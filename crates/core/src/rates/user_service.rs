use std::sync::Arc;

use async_trait::async_trait;
use chrono::NaiveDate;
use log::debug;

use super::rates_model::{CurrencyWithRate, RateHistoryPage};
use super::rates_traits::{RateRepositoryTrait, UserRateServiceTrait};
use crate::errors::{Error, Result, ValidationError};
use crate::pagination::{PageParams, Paginated, Pagination};

const QUERY_DATE_FORMAT: &str = "%Y-%m-%d";

/// Read-only, always-paginated consumer surface over the catalog.
pub struct UserRateService {
    repository: Arc<dyn RateRepositoryTrait>,
}

impl UserRateService {
    pub fn new(repository: Arc<dyn RateRepositoryTrait>) -> Self {
        Self { repository }
    }
}

#[async_trait]
impl UserRateServiceTrait for UserRateService {
    /// One page of currencies with their latest rates, ordered by code.
    ///
    /// The data and count queries are independent reads and are dispatched
    /// concurrently.
    async fn list_currencies(&self, params: PageParams) -> Result<Paginated<CurrencyWithRate>> {
        debug!(
            "Listing currencies page {} (limit {})",
            params.page, params.limit
        );

        let (data, total) = tokio::try_join!(
            self.repository
                .list_currencies_page(params.limit, params.offset()),
            self.repository.count_currencies()
        )?;

        Ok(Paginated {
            pagination: Pagination::new(&params, total),
            data,
        })
    }

    /// One page of per-currency rates in effect on `date`.
    ///
    /// The date is mandatory and validated before any storage access;
    /// currencies with no rate on or before the date are omitted entirely.
    async fn historical_rates(
        &self,
        date: Option<&str>,
        params: PageParams,
    ) -> Result<RateHistoryPage> {
        let raw_date = date
            .map(str::trim)
            .filter(|d| !d.is_empty())
            .ok_or_else(|| Error::from(ValidationError::MissingField("date".to_string())))?;

        let query_date = NaiveDate::parse_from_str(raw_date, QUERY_DATE_FORMAT)?;
        debug!(
            "Listing historical rates as of {} page {} (limit {})",
            query_date, params.page, params.limit
        );

        let (data, total) = tokio::try_join!(
            self.repository
                .list_rates_as_of(query_date, params.limit, params.offset()),
            self.repository.count_rate_targets_as_of(query_date)
        )?;

        Ok(RateHistoryPage {
            pagination: Pagination::new(&params, total),
            data,
            query_date,
        })
    }
}
//! Database models for the rate catalog.
//!
//! Decimals and dates are stored as TEXT and parsed at this boundary;
//! unparseable stored values fall back to zero/epoch rather than failing
//! the whole listing.

use chrono::{NaiveDate, NaiveDateTime, Utc};
use diesel::prelude::*;
use diesel::sql_types::{BigInt, Integer, Nullable, Text};
use rust_decimal::Decimal;
use serde::{Deserialize, Serialize};
use std::str::FromStr;

use ratebook_core::rates::{Currency, CurrencyWithRate, ExchangeRate, HistoricalRate};

pub const SQL_DATE_FORMAT: &str = "%Y-%m-%d";
pub const SQL_TIMESTAMP_FORMAT: &str = "%Y-%m-%d %H:%M:%S";

/// Database model for currencies
#[derive(
    Queryable, Identifiable, Selectable, QueryableByName, Serialize, Deserialize, Debug, Clone,
)]
#[diesel(table_name = crate::schema::currencies)]
#[diesel(check_for_backend(diesel::sqlite::Sqlite))]
#[serde(rename_all = "camelCase")]
pub struct CurrencyDB {
    #[diesel(sql_type = Integer)]
    pub id: i32,
    #[diesel(sql_type = Text)]
    pub code: String,
    #[diesel(sql_type = Text)]
    pub name: String,
    #[diesel(sql_type = Text)]
    pub created_at: String,
}

/// Database model for inserting a currency
#[derive(Insertable, Debug, Clone)]
#[diesel(table_name = crate::schema::currencies)]
pub struct NewCurrencyDB {
    pub code: String,
    pub name: String,
    pub created_at: String,
}

/// Database model for rates
#[derive(
    Queryable, Identifiable, Selectable, QueryableByName, Serialize, Deserialize, Debug, Clone,
)]
#[diesel(table_name = crate::schema::rates)]
#[diesel(check_for_backend(diesel::sqlite::Sqlite))]
#[serde(rename_all = "camelCase")]
pub struct RateDB {
    #[diesel(sql_type = Integer)]
    pub id: i32,
    #[diesel(sql_type = Integer)]
    pub base_currency_id: i32,
    #[diesel(sql_type = Integer)]
    pub target_currency_id: i32,
    #[diesel(sql_type = Text)]
    pub rate: String,
    #[diesel(sql_type = Text)]
    pub effective_date: String,
    #[diesel(sql_type = Text)]
    pub created_at: String,
}

/// Database model for inserting a rate
#[derive(Insertable, Debug, Clone)]
#[diesel(table_name = crate::schema::rates)]
pub struct NewRateDB {
    pub base_currency_id: i32,
    pub target_currency_id: i32,
    pub rate: String,
    pub effective_date: String,
    pub created_at: String,
}

/// Row shape of the latest-rate listing queries.
#[derive(QueryableByName, Debug)]
pub struct CurrencyWithRateRow {
    #[diesel(sql_type = Integer)]
    pub id: i32,
    #[diesel(sql_type = Text)]
    pub code: String,
    #[diesel(sql_type = Text)]
    pub name: String,
    #[diesel(sql_type = Text)]
    pub created_at: String,
    #[diesel(sql_type = Nullable<Text>)]
    pub latest_rate: Option<String>,
    #[diesel(sql_type = Nullable<Text>)]
    pub rate_date: Option<String>,
}

/// Row shape of the as-of listing query.
#[derive(QueryableByName, Debug)]
pub struct HistoricalRateRow {
    #[diesel(sql_type = Integer)]
    pub id: i32,
    #[diesel(sql_type = Text)]
    pub base_currency: String,
    #[diesel(sql_type = Text)]
    pub target_currency: String,
    #[diesel(sql_type = Text)]
    pub target_currency_name: String,
    #[diesel(sql_type = Text)]
    pub rate: String,
    #[diesel(sql_type = Text)]
    pub effective_date: String,
    #[diesel(sql_type = Text)]
    pub created_at: String,
}

#[derive(QueryableByName, Debug)]
pub struct CountRow {
    #[diesel(sql_type = BigInt)]
    pub total: i64,
}

pub fn parse_decimal(raw: &str) -> Decimal {
    Decimal::from_str(raw).unwrap_or(Decimal::ZERO)
}

pub fn parse_date(raw: &str) -> NaiveDate {
    NaiveDate::parse_from_str(raw, SQL_DATE_FORMAT).unwrap_or_default()
}

pub fn parse_timestamp(raw: &str) -> NaiveDateTime {
    NaiveDateTime::parse_from_str(raw, SQL_TIMESTAMP_FORMAT)
        .unwrap_or_else(|_| Utc::now().naive_utc())
}

// Conversion to domain models

impl From<CurrencyDB> for Currency {
    fn from(db: CurrencyDB) -> Self {
        Self {
            id: db.id,
            code: db.code,
            name: db.name,
            created_at: parse_timestamp(&db.created_at),
        }
    }
}

impl From<RateDB> for ExchangeRate {
    fn from(db: RateDB) -> Self {
        Self {
            id: db.id,
            base_currency_id: db.base_currency_id,
            target_currency_id: db.target_currency_id,
            rate: parse_decimal(&db.rate),
            effective_date: parse_date(&db.effective_date),
            created_at: parse_timestamp(&db.created_at),
        }
    }
}

impl From<CurrencyWithRateRow> for CurrencyWithRate {
    fn from(row: CurrencyWithRateRow) -> Self {
        Self {
            id: row.id,
            code: row.code,
            name: row.name,
            created_at: parse_timestamp(&row.created_at),
            latest_rate: row.latest_rate.as_deref().map(parse_decimal),
            rate_date: row.rate_date.as_deref().map(parse_date),
        }
    }
}

impl From<HistoricalRateRow> for HistoricalRate {
    fn from(row: HistoricalRateRow) -> Self {
        Self {
            id: row.id,
            base_currency: row.base_currency,
            target_currency: row.target_currency,
            target_currency_name: row.target_currency_name,
            rate: parse_decimal(&row.rate),
            effective_date: parse_date(&row.effective_date),
            created_at: parse_timestamp(&row.created_at),
        }
    }
}
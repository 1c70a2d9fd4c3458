//! Ratebook core - domain entities, services, and traits.
//!
//! This crate contains the business logic for the exchange-rate catalog.
//! It is database-agnostic and defines repository traits that are
//! implemented by the `storage-sqlite` crate.

pub mod constants;
pub mod errors;
pub mod pagination;
pub mod rates;

// Re-export error types
pub use errors::Error;
pub use errors::Result;
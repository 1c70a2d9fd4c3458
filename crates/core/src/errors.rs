//! Core error types for the exchange-rate catalog.
//!
//! This module defines database-agnostic error types. Storage-specific
//! errors (from Diesel, SQLite, etc.) are converted to these types by the
//! storage layer.

use chrono::ParseError as ChronoParseError;
use std::num::ParseFloatError;
use thiserror::Error;

/// Type alias for Result using our Error type.
pub type Result<T> = std::result::Result<T, Error>;

/// Root error type for the catalog.
///
/// Database-specific errors are wrapped in string form to keep this type
/// database-agnostic.
#[derive(Error, Debug)]
pub enum Error {
    #[error("Database operation failed: {0}")]
    Database(#[from] DatabaseError),

    #[error("Input validation failed: {0}")]
    Validation(#[from] ValidationError),

    #[error("Currency not found: {0}")]
    CurrencyNotFound(String),

    #[error("Currency code already exists: {0}")]
    DuplicateCurrencyCode(String),

    #[error("Unexpected error: {0}")]
    Unexpected(String),
}

/// Database-agnostic error type for storage operations.
///
/// This enum uses `String` for all error details, allowing the storage
/// layer to convert storage-specific errors into this format.
#[derive(Error, Debug)]
pub enum DatabaseError {
    /// Failed to establish a database connection.
    #[error("Failed to connect to database: {0}")]
    ConnectionFailed(String),

    /// Failed to create or configure the connection pool.
    #[error("Failed to create database pool: {0}")]
    PoolCreationFailed(String),

    /// A database query failed to execute.
    #[error("Database query failed: {0}")]
    QueryFailed(String),

    /// The requested record was not found.
    #[error("Record not found: {0}")]
    NotFound(String),

    /// A unique constraint was violated (e.g., duplicate key).
    #[error("Unique constraint violation: {0}")]
    UniqueViolation(String),

    /// A foreign key constraint was violated.
    #[error("Foreign key violation: {0}")]
    ForeignKeyViolation(String),

    /// A database transaction failed.
    #[error("Transaction failed: {0}")]
    TransactionFailed(String),

    /// Database migration failed.
    #[error("Database migration failed: {0}")]
    MigrationFailed(String),

    /// Internal/unexpected database error.
    #[error("Internal database error: {0}")]
    Internal(String),
}

/// Validation errors for user input and data parsing.
#[derive(Error, Debug)]
pub enum ValidationError {
    #[error("Failed to parse number: {0}")]
    NumberParse(#[from] ParseFloatError),

    #[error("Invalid input: {0}")]
    InvalidInput(String),

    #[error("Required field '{0}' is missing")]
    MissingField(String),

    #[error("Failed to parse decimal number: {0}")]
    DecimalParse(#[from] rust_decimal::Error),

    #[error("Failed to parse date: {0}")]
    DateParse(#[from] ChronoParseError),
}

// === From implementations for common error types ===

impl From<rust_decimal::Error> for Error {
    fn from(err: rust_decimal::Error) -> Self {
        Error::Validation(ValidationError::DecimalParse(err))
    }
}

impl From<ChronoParseError> for Error {
    fn from(err: ChronoParseError) -> Self {
        Error::Validation(ValidationError::DateParse(err))
    }
}

impl From<Error> for String {
    fn from(err: Error) -> Self {
        err.to_string()
    }
}
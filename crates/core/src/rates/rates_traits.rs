use super::rates_model::{
    Currency, CurrencyUpdate, CurrencyWithRate, ExchangeRate, HistoricalRate, NewCurrency,
    RateHistoryPage, SavedCurrency,
};
use crate::errors::Result;
use crate::pagination::{PageParams, Paginated};
use async_trait::async_trait;
use chrono::NaiveDate;
use rust_decimal::Decimal;

/// Trait defining the contract for rate-catalog storage.
///
/// Reads take their own pooled connections; writes are expected to run all
/// statements of one call inside a single atomic transaction.
#[async_trait]
pub trait RateRepositoryTrait: Send + Sync {
    /// Every currency with its latest rate against the base, ordered by id.
    fn list_currencies_with_latest_rate(&self) -> Result<Vec<CurrencyWithRate>>;

    /// One page of currencies with latest rates, ordered by code.
    async fn list_currencies_page(&self, limit: i64, offset: i64)
        -> Result<Vec<CurrencyWithRate>>;

    async fn count_currencies(&self) -> Result<i64>;

    /// For each target currency, the most recent rate on or before `date`
    /// (ties broken by highest id), ordered by target code.
    async fn list_rates_as_of(
        &self,
        date: NaiveDate,
        limit: i64,
        offset: i64,
    ) -> Result<Vec<HistoricalRate>>;

    /// Number of distinct target currencies having any rate on or before
    /// `date`.
    async fn count_rate_targets_as_of(&self, date: NaiveDate) -> Result<i64>;

    async fn get_currency(&self, id: i32) -> Result<Option<Currency>>;

    /// Upserts the currency by code (name overwritten on conflict), then
    /// upserts the rate for `effective_date`. Atomic.
    async fn upsert_currency_with_rate(
        &self,
        code: String,
        name: String,
        rate: Decimal,
        effective_date: NaiveDate,
    ) -> Result<(Currency, ExchangeRate)>;

    /// Renames the currency and upserts the rate for `effective_date`.
    /// Fails with a not-found error when the id does not exist. Atomic.
    async fn update_currency_with_rate(
        &self,
        id: i32,
        name: String,
        rate: Decimal,
        effective_date: NaiveDate,
    ) -> Result<(Currency, ExchangeRate)>;

    /// Deletes the currency; the store cascades the deletion to its rates.
    async fn delete_currency(&self, id: i32) -> Result<Currency>;
}

/// Trait defining the contract for admin catalog operations.
#[async_trait]
pub trait AdminRateServiceTrait: Send + Sync {
    fn list_currencies(&self) -> Result<Vec<CurrencyWithRate>>;
    async fn add_currency(&self, new_currency: NewCurrency) -> Result<SavedCurrency>;
    async fn update_currency(&self, update: CurrencyUpdate) -> Result<SavedCurrency>;
    async fn delete_currency(&self, id: i32) -> Result<Currency>;
}

/// Trait defining the contract for the read-only consumer surface.
#[async_trait]
pub trait UserRateServiceTrait: Send + Sync {
    async fn list_currencies(&self, params: PageParams) -> Result<Paginated<CurrencyWithRate>>;
    async fn historical_rates(
        &self,
        date: Option<&str>,
        params: PageParams,
    ) -> Result<RateHistoryPage>;
}
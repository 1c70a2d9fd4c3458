pub mod model;
pub mod repository;

pub use repository::RateRepository;
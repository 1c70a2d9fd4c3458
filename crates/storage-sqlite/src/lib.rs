pub mod db;
pub mod errors;
pub mod rates;
pub mod schema;

pub use db::{create_pool, get_connection, init, run_migrations, spawn_writer};
pub use db::{DbConnection, DbPool, WriteHandle};
pub use rates::RateRepository;
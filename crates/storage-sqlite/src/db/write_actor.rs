use super::DbPool;
use crate::errors::StorageError;
use diesel::{Connection, SqliteConnection};
use ratebook_core::errors::Result;
use std::any::Any;
use std::sync::Arc;
use tokio::sync::{mpsc, oneshot};

// A write job: runs against the writer's dedicated connection and returns a
// core Result. The return type is erased so one channel serves all jobs.
type Job<T> = Box<dyn FnOnce(&mut SqliteConnection) -> Result<T> + Send + 'static>;

type ErasedJob = Job<Box<dyn Any + Send + 'static>>;
type Reply = oneshot::Sender<Result<Box<dyn Any + Send + 'static>>>;

/// Handle for sending write jobs to the writer actor.
#[derive(Clone)]
pub struct WriteHandle {
    tx: mpsc::Sender<(ErasedJob, Reply)>,
}

impl WriteHandle {
    /// Executes a database job on the writer actor's dedicated connection.
    ///
    /// The job runs inside a single immediate transaction: every statement
    /// it issues commits together or not at all.
    pub async fn exec<F, T>(&self, job: F) -> Result<T>
    where
        F: FnOnce(&mut SqliteConnection) -> Result<T> + Send + 'static,
        T: Send + 'static + Any,
    {
        let (ret_tx, ret_rx) = oneshot::channel();

        self.tx
            .send((
                Box::new(move |c| job(c).map(|v| Box::new(v) as Box<dyn Any + Send>)),
                ret_tx,
            ))
            .await
            .expect("Writer actor's receiving channel was closed, indicating the actor stopped.");

        ret_rx
            .await
            .expect("Writer actor dropped the reply sender without sending a result.")
            .map(|boxed: Box<dyn Any + Send + 'static>| {
                *boxed
                    .downcast::<T>()
                    .unwrap_or_else(|_| panic!("Failed to downcast writer actor result."))
            })
    }
}

/// Spawns a background task that acts as the single writer to the database.
/// The actor owns one connection from the pool and processes write jobs
/// serially, each inside its own immediate transaction.
pub fn spawn_writer(pool: Arc<DbPool>) -> WriteHandle {
    let (tx, mut rx) = mpsc::channel::<(ErasedJob, Reply)>(1024);

    tokio::spawn(async move {
        let mut conn = pool
            .get()
            .expect("Failed to get a connection from the pool for the writer actor.");

        while let Some((job, reply_tx)) = rx.recv().await {
            // StorageError implements From<diesel::result::Error> as the
            // transaction machinery requires; typed core errors pass
            // through its Core variant unchanged.
            let result: Result<Box<dyn Any + Send + 'static>> = conn
                .immediate_transaction::<_, StorageError, _>(|c| job(c).map_err(StorageError::from))
                .map_err(|e: StorageError| e.into());

            // The receiver may have been dropped (cancelled request); a
            // failed send is not an error for the actor.
            let _ = reply_tx.send(result);
        }
        // Channel closed: all handles dropped, the actor terminates.
    });

    WriteHandle { tx }
}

• • • • •

Write down only the number of lines that contain the string "FnOnce" in the listing.

# Task output
2